Callon Petroleum has agreed to buy Carrizo Oil and Gas in a $3.2 billion all-stock deal.
Callon (market cap $1.46 billion) has its head office in west Houston. It has oil and gas properties in the Permian Basin. Carrizo (market cap $971 million) has its head office in downtown Houston and mainly has operations in the Eagle Ford Basin.

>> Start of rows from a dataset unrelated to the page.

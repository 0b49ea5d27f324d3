use chrono::Datelike;
use clap::Parser;
use photo_mirror::config::{self, ConfigError, RunConfig, RunOptions, TargetSize};
use photo_mirror::imaging::RustBackend;
use photo_mirror::{output, sync};
use std::path::PathBuf;
use std::process::ExitCode;
use tracing_subscriber::prelude::*;
use tracing_subscriber::{EnvFilter, fmt};

#[derive(Parser)]
#[command(name = "photo-mirror")]
#[command(version)]
#[command(about = "Keep resized mirror trees of a photo collection in sync")]
#[command(long_about = "\
Keep resized mirror trees of a photo collection in sync

Every JPEG and PNG under the source directory gets a resized copy at the same
relative path under each target size's mirror. Copies are regenerated when the
original is newer and removed when the original is gone; directories emptied
by removals are removed too.

  photo-mirror -s ~/Pictures/originals -t ~/Pictures/copies \\
      --add-target-size 1600x1200 --add-target-size 800x600:thumb

  copies/
  ├── 1600x1200/       # WIDTHxHEIGHT without :SUBDIR mirrors into WIDTHxHEIGHT/
  └── thumb/

Sizes are bounding boxes: images are scaled down to fit, never enlarged.
Use --add-subdirectory to limit a run to parts of the tree; the value -YEAR-
stands for the current year.

Set RUST_LOG=debug for diagnostic logging on stderr.")]
struct Cli {
    /// Directory holding the original photos
    #[arg(short = 's', long)]
    directory_source: PathBuf,

    /// Directory holding one mirror per target size
    #[arg(short = 't', long)]
    directory_target: PathBuf,

    /// Mirror size as WIDTHxHEIGHT[:SUBDIR] (repeatable, default 1600x1200)
    #[arg(long = "add-target-size", value_name = "WIDTHxHEIGHT[:SUBDIR]")]
    target_sizes: Vec<TargetSize>,

    /// Only process this relative subdirectory (repeatable, -YEAR- = current year)
    #[arg(long = "add-subdirectory", value_name = "SUBPATH")]
    subdirectories: Vec<String>,

    /// Report what pruning would remove instead of removing it
    #[arg(long)]
    no_delete: bool,

    /// Settings file (TOML)
    #[arg(long, value_name = "PATH")]
    config: Option<PathBuf>,
}

fn main() -> ExitCode {
    let cli = Cli::parse();
    init_logging();

    match run(cli) {
        Ok(()) => ExitCode::SUCCESS,
        Err(err) => {
            eprintln!("photo-mirror: {err}");
            ExitCode::FAILURE
        }
    }
}

fn run(cli: Cli) -> Result<(), ConfigError> {
    let settings = config::load_settings(cli.config.as_deref())?;

    let sizes = if cli.target_sizes.is_empty() {
        settings.target_sizes()?
    } else {
        cli.target_sizes
    };
    let scope = if cli.subdirectories.is_empty() {
        settings.subdirectories.clone()
    } else {
        cli.subdirectories
    };
    let scope = config::expand_year_placeholder(&scope, chrono::Local::now().year());

    let run_config = RunConfig::new(RunOptions {
        source: cli.directory_source,
        target: cli.directory_target,
        sizes,
        scope,
        dry_run: cli.no_delete,
        quality: settings.quality,
    })?;

    init_thread_pool(&settings.processing);

    let (tx, rx) = std::sync::mpsc::channel();
    let printer = std::thread::spawn(move || {
        for event in rx {
            output::print_sync_event(&event);
        }
    });
    let summary = sync::run(&RustBackend::new(), &run_config, Some(&tx));
    drop(tx);
    if printer.join().is_err() {
        tracing::error!("progress printer panicked; some progress lines were not printed");
    }

    output::print_summary(&summary);
    Ok(())
}

/// Diagnostics go to stderr so they never interleave with the report on
/// stdout. `RUST_LOG` overrides the default `warn` level.
fn init_logging() {
    let filter_layer =
        EnvFilter::try_from_default_env().unwrap_or_else(|_| EnvFilter::new("warn"));

    tracing_subscriber::registry()
        .with(
            fmt::layer()
                .with_writer(std::io::stderr)
                .with_target(false)
                .without_time(),
        )
        .with(filter_layer)
        .init();
}

/// Initialize the rayon thread pool based on processing config.
///
/// Caps at the number of available CPU cores: the settings file can constrain
/// down, not up.
fn init_thread_pool(processing: &config::ProcessingConfig) {
    let threads = config::effective_threads(processing);
    rayon::ThreadPoolBuilder::new()
        .num_threads(threads)
        .build_global()
        .ok();
}
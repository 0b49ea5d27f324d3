//! Image processing backend trait and shared types.
//!
//! The [`ImageBackend`] trait defines the two operations the mirror needs from
//! an image library: classify a file by content, and transform it into a
//! resized artifact.
//!
//! The production implementation is
//! [`RustBackend`](super::rust_backend::RustBackend), pure Rust and statically
//! linked. Tests drive the walkers through the recording [`tests::MockBackend`].

use super::params::TransformParams;
use std::path::Path;
use thiserror::Error;

#[derive(Error, Debug)]
pub enum BackendError {
    #[error("IO error: {0}")]
    Io(#[from] std::io::Error),
    #[error("Processing failed: {0}")]
    ProcessingFailed(String),
}

/// Result of a transform: the pixel size actually written.
#[derive(Debug, Clone, Copy, PartialEq, Eq)]
pub struct Dimensions {
    pub width: u32,
    pub height: u32,
}

/// Content-sniffed type of a file under the source tree.
///
/// Only [`ImageKind::Jpeg`] and [`ImageKind::Png`] are mirrored; everything
/// else is skipped without a report.
#[derive(Debug, Clone, Copy, PartialEq, Eq)]
pub enum ImageKind {
    Jpeg,
    Png,
    /// Readable, but not a supported image (text files, RAW, video…).
    Other,
    /// Could not be opened or read.
    Unreadable,
}

impl ImageKind {
    pub fn is_supported(self) -> bool {
        matches!(self, ImageKind::Jpeg | ImageKind::Png)
    }
}

/// Trait for image processing backends.
///
/// `Sync` so the generation walker can share one backend across the rayon
/// pool.
pub trait ImageBackend: Sync {
    /// Classify a file by its leading bytes, never by extension.
    fn classify(&self, path: &Path) -> ImageKind;

    /// Produce a resized copy of `params.source` at `params.target`.
    ///
    /// On error no file may be left at the target path.
    fn transform(&self, params: &TransformParams) -> Result<Dimensions, BackendError>;
}
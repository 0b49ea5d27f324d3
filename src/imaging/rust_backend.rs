//! Pure Rust image processing backend.
//!
//! Everything is statically linked into the binary.
//!
//! ## Crate mapping
//!
//! | Operation | Crate / function |
//! |---|---|
//! | Classify | `image::guess_format` on the leading bytes |
//! | Decode (JPEG, PNG) | `image` crate (pure Rust decoders) |
//! | Resize | `image::DynamicImage::resize_exact` with `Lanczos3` filter |
//! | Encode | `JpegEncoder` (configurable quality) / `PngEncoder` |
//! | Metadata | [`metadata`](super::metadata) block carry-over |
//! | Write | `tempfile` sibling + atomic rename |

use super::backend::{BackendError, Dimensions, ImageBackend, ImageKind};
use super::calculations::fit_within;
use super::metadata;
use super::params::{Quality, TransformParams};
use image::codecs::jpeg::JpegEncoder;
use image::codecs::png::PngEncoder;
use image::imageops::FilterType;
use image::{ColorType, DynamicImage, ImageFormat};
use std::fs::{self, File};
use std::io::{Read, Write};
use std::path::Path;

/// Enough leading bytes for every signature `image::guess_format` knows.
const SNIFF_LEN: u64 = 32;

/// Pure Rust backend using the `image` crate ecosystem.
///
/// See the [module docs](self) for the crate-to-operation mapping.
pub struct RustBackend;

impl RustBackend {
    pub fn new() -> Self {
        Self
    }
}

impl Default for RustBackend {
    fn default() -> Self {
        Self::new()
    }
}

fn image_format(kind: ImageKind) -> Option<ImageFormat> {
    match kind {
        ImageKind::Jpeg => Some(ImageFormat::Jpeg),
        ImageKind::Png => Some(ImageFormat::Png),
        ImageKind::Other | ImageKind::Unreadable => None,
    }
}

/// Encode in the given format. JPEG has no alpha channel or 16-bit mode, so
/// anything but 8-bit gray/RGB is flattened to RGB first.
fn encode(img: &DynamicImage, kind: ImageKind, quality: Quality) -> Result<Vec<u8>, BackendError> {
    let mut buf = Vec::new();
    let result = match kind {
        ImageKind::Jpeg => {
            let encoder = JpegEncoder::new_with_quality(&mut buf, quality.value() as u8);
            match img.color() {
                ColorType::L8 | ColorType::Rgb8 => img.write_with_encoder(encoder),
                _ => DynamicImage::ImageRgb8(img.to_rgb8()).write_with_encoder(encoder),
            }
        }
        ImageKind::Png => img.write_with_encoder(PngEncoder::new(&mut buf)),
        ImageKind::Other | ImageKind::Unreadable => {
            return Err(BackendError::ProcessingFailed(format!(
                "Unsupported output format: {kind:?}"
            )));
        }
    };
    result.map_err(|e| BackendError::ProcessingFailed(format!("Encode failed: {e}")))?;
    Ok(buf)
}

/// Write `bytes` to `target` through a temporary sibling file.
///
/// The temporary file is renamed over the target only once it is complete,
/// so a failure at any point leaves either the previous artifact or nothing.
/// The result takes the permission bits of `permissions_from`.
fn write_atomically(
    target: &Path,
    bytes: &[u8],
    permissions_from: &Path,
) -> Result<(), BackendError> {
    let dir = target.parent().ok_or_else(|| {
        BackendError::ProcessingFailed(format!("No parent directory: {}", target.display()))
    })?;
    let mut tmp = tempfile::Builder::new()
        .prefix(".photo-mirror-")
        .tempfile_in(dir)?;
    tmp.write_all(bytes)?;
    tmp.as_file()
        .set_permissions(fs::metadata(permissions_from)?.permissions())?;
    tmp.persist(target).map_err(|e| BackendError::Io(e.error))?;
    Ok(())
}

impl ImageBackend for RustBackend {
    fn classify(&self, path: &Path) -> ImageKind {
        let mut header = Vec::with_capacity(SNIFF_LEN as usize);
        let read = File::open(path).and_then(|f| f.take(SNIFF_LEN).read_to_end(&mut header));
        if read.is_err() {
            return ImageKind::Unreadable;
        }
        match image::guess_format(&header) {
            Ok(ImageFormat::Jpeg) => ImageKind::Jpeg,
            Ok(ImageFormat::Png) => ImageKind::Png,
            _ => ImageKind::Other,
        }
    }

    fn transform(&self, params: &TransformParams) -> Result<Dimensions, BackendError> {
        let source = fs::read(&params.source)?;
        let kind = match image::guess_format(&source) {
            Ok(ImageFormat::Jpeg) => ImageKind::Jpeg,
            Ok(ImageFormat::Png) => ImageKind::Png,
            _ => ImageKind::Other,
        };
        let format = image_format(kind).ok_or_else(|| {
            BackendError::ProcessingFailed(format!(
                "Not a JPEG or PNG: {}",
                params.source.display()
            ))
        })?;

        let img = image::load_from_memory_with_format(&source, format).map_err(|e| {
            BackendError::ProcessingFailed(format!(
                "Failed to decode {}: {}",
                params.source.display(),
                e
            ))
        })?;

        let original = (img.width(), img.height());
        let (width, height) = fit_within(original, (params.max_width, params.max_height));
        let resized = if (width, height) == original {
            img
        } else {
            img.resize_exact(width, height, FilterType::Lanczos3)
        };

        let encoded = encode(&resized, kind, params.quality)?;

        let mut blocks = metadata::read_metadata(&source, kind);
        metadata::set_pixel_dimensions(&mut blocks, kind, width, height);
        let encoded = metadata::embed_metadata(encoded, kind, &blocks);

        write_atomically(&params.target, &encoded, &params.source)?;
        Ok(Dimensions { width, height })
    }
}
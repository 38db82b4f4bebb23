//! ragchat: document chat server.
//!
//! Composition root: resolves configuration, initializes tracing, picks the
//! model providers and starts the HTTP API.

mod cli;

use clap::Parser;

use ragchat_api::{AppState, AuthGate};
use ragchat_chat::Capabilities;
use ragchat_core::config::{resolve_data_dir, RagChatConfig};
use ragchat_core::error::RagChatError;

use crate::cli::{CliArgs, Command};

/// Fold CLI overrides into a config that already has the file and env applied.
fn apply_cli(args: &CliArgs, config: &mut RagChatConfig) {
    if let Some(ref host) = args.host {
        config.general.host = host.clone();
    }
    config.general.port = args.resolve_port(config.general.port);
    if let Some(dir) = args.resolve_data_dir() {
        config.general.data_dir = dir;
    }
    config.general.log_level = args.resolve_log_level(&config.general.log_level);
}

/// Offline mode needs no provider settings, only the signing secret.
fn validate(config: &RagChatConfig, offline: bool) -> Result<(), RagChatError> {
    if !offline {
        return config.validate();
    }
    if config.auth.secret.is_empty() {
        return Err(RagChatError::Config(
            "missing required settings: auth.secret (APP_SECRET)".to_string(),
        ));
    }
    if config.index.chunk_overlap >= config.index.chunk_size {
        return Err(RagChatError::Config(format!(
            "index.chunk_overlap ({}) must be smaller than index.chunk_size ({})",
            config.index.chunk_overlap, config.index.chunk_size
        )));
    }
    Ok(())
}

fn print_token(config: &RagChatConfig, uid: &str, ttl_minutes: i64) -> Result<(), RagChatError> {
    if config.auth.secret.is_empty() {
        return Err(RagChatError::Config(
            "cannot sign a token without auth.secret (APP_SECRET)".to_string(),
        ));
    }
    let exp = chrono::Utc::now() + chrono::Duration::minutes(ttl_minutes);
    let claims = serde_json::json!({ "uid": uid, "exp": exp.timestamp() });
    println!("{}", AuthGate::new(&config.auth.secret).sign(&claims));
    Ok(())
}

#[tokio::main]
async fn main() -> Result<(), Box<dyn std::error::Error>> {
    let args = CliArgs::parse();

    // Config: file, then env, then CLI.
    let config_file = args.resolve_config_path();
    let mut config = RagChatConfig::load_or_default(&config_file);
    config.apply_env();
    apply_cli(&args, &mut config);

    if let Some(Command::Token { ref uid, ttl_minutes }) = args.command {
        print_token(&config, uid, ttl_minutes)?;
        return Ok(());
    }

    // Tracing. RUST_LOG wins over the configured level.
    tracing_subscriber::fmt()
        .with_env_filter(
            tracing_subscriber::EnvFilter::try_from_default_env()
                .unwrap_or_else(|_| tracing_subscriber::EnvFilter::new(&config.general.log_level)),
        )
        .init();

    tracing::info!("Starting ragchat v{}", env!("CARGO_PKG_VERSION"));
    tracing::info!(path = %config_file.display(), "Configuration resolved");

    if let Err(e) = validate(&config, args.offline) {
        tracing::error!(error = %e, "Invalid configuration");
        return Err(e.into());
    }

    let data_dir = resolve_data_dir(&config.general.data_dir);
    if let Err(e) = std::fs::create_dir_all(&data_dir) {
        tracing::error!(path = %data_dir.display(), error = %e, "Failed to create data directory");
        return Err(e.into());
    }

    let capabilities = if args.offline {
        tracing::warn!("Offline mode: replies echo the prompt and retrieval uses hash embeddings");
        Capabilities::offline()
    } else {
        Capabilities::from_config(&config)?
    };
    tracing::info!(?capabilities, "Model providers ready");

    let state = AppState::new(config, capabilities);
    ragchat_api::start_server(state).await?;

    Ok(())
}
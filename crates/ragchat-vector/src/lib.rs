//! RAG Chat vector crate - embedding service, document loader, and index.
//!
//! Provides the embedding service trait with a deterministic mock, a
//! directory loader that turns staged uploads into documents, and the
//! in-memory document index the chat engines retrieve from.

pub mod embedding;
pub mod index;
pub mod loader;

pub use embedding::{DynEmbeddingService, EmbeddingService, MockEmbedding};
pub use index::{DocumentIndex, EmbeddingIndexConstructor, IndexConstructor, VectorIndex};
pub use loader::{DirectoryLoader, DocumentLoader};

Following the close of the transaction, Callon shareholders will own approximately 54% of the combined company, Carrizo shareholders 46%. Post-close, the company will be run by the Callon management team.
Management team payouts
The four members of the Carrizo management team are in line for large payments. According to the recent proxy statement they will get over $21 million as part of any change of control. CEO Chip Johnson will get $7.8 million, COO Brad Fisher and CFO David Pitts $5.2 million each, while General Counsel and VP of Business Development Gerald Morton will get $3.1 million.
The proxy statement also notes that, in February 2019, the Compensation Committee of Carrizo adopted a new Change in Control Severance plan. This changed some of the terms of the plan. While this didn’t significantly affect the payments due to the CEO, it did increase the severance due to the other three executives by about $700,000 each.
Cutting costs to reduce debt burden
Callon expects to generate annual operational synergies of $65 to $80 million and general and administrative savings of $35 to $45 million. The G&A savings amounts to two thirds of Carrizo’s overheads.
Both companies have a lot of debt. Callon has $1.4 billion of debt, and a debt to EBITDA multiple of 2.4x. Carrizo has $1.8 billion of debt, and a similar debt to EBITDA multiple. Neither company is generating positive free cash.
Dismal shareholder returns
Carrizo is selling for $13.12 a share. However, just last August, the company priced a public offering of 9.5 million common stock at $23 per share. In June 2014, the company had a share price of $69 and a market cap of over $3 billion.
According to Bloomberg, over the past five years, Carrizo shareholder returns have been negative 84% (compared to the sector average of negative 64%). Callon’s return has been negative 41%. Meanwhile the S&P 500 has returned a positive 69% in the same time period.
The transaction is expected to close in the fourth quarter. If the deal doesn’t close, termination fees may be payable (Callon to Carrizo $57 million, Carrizo to Callon $47 million).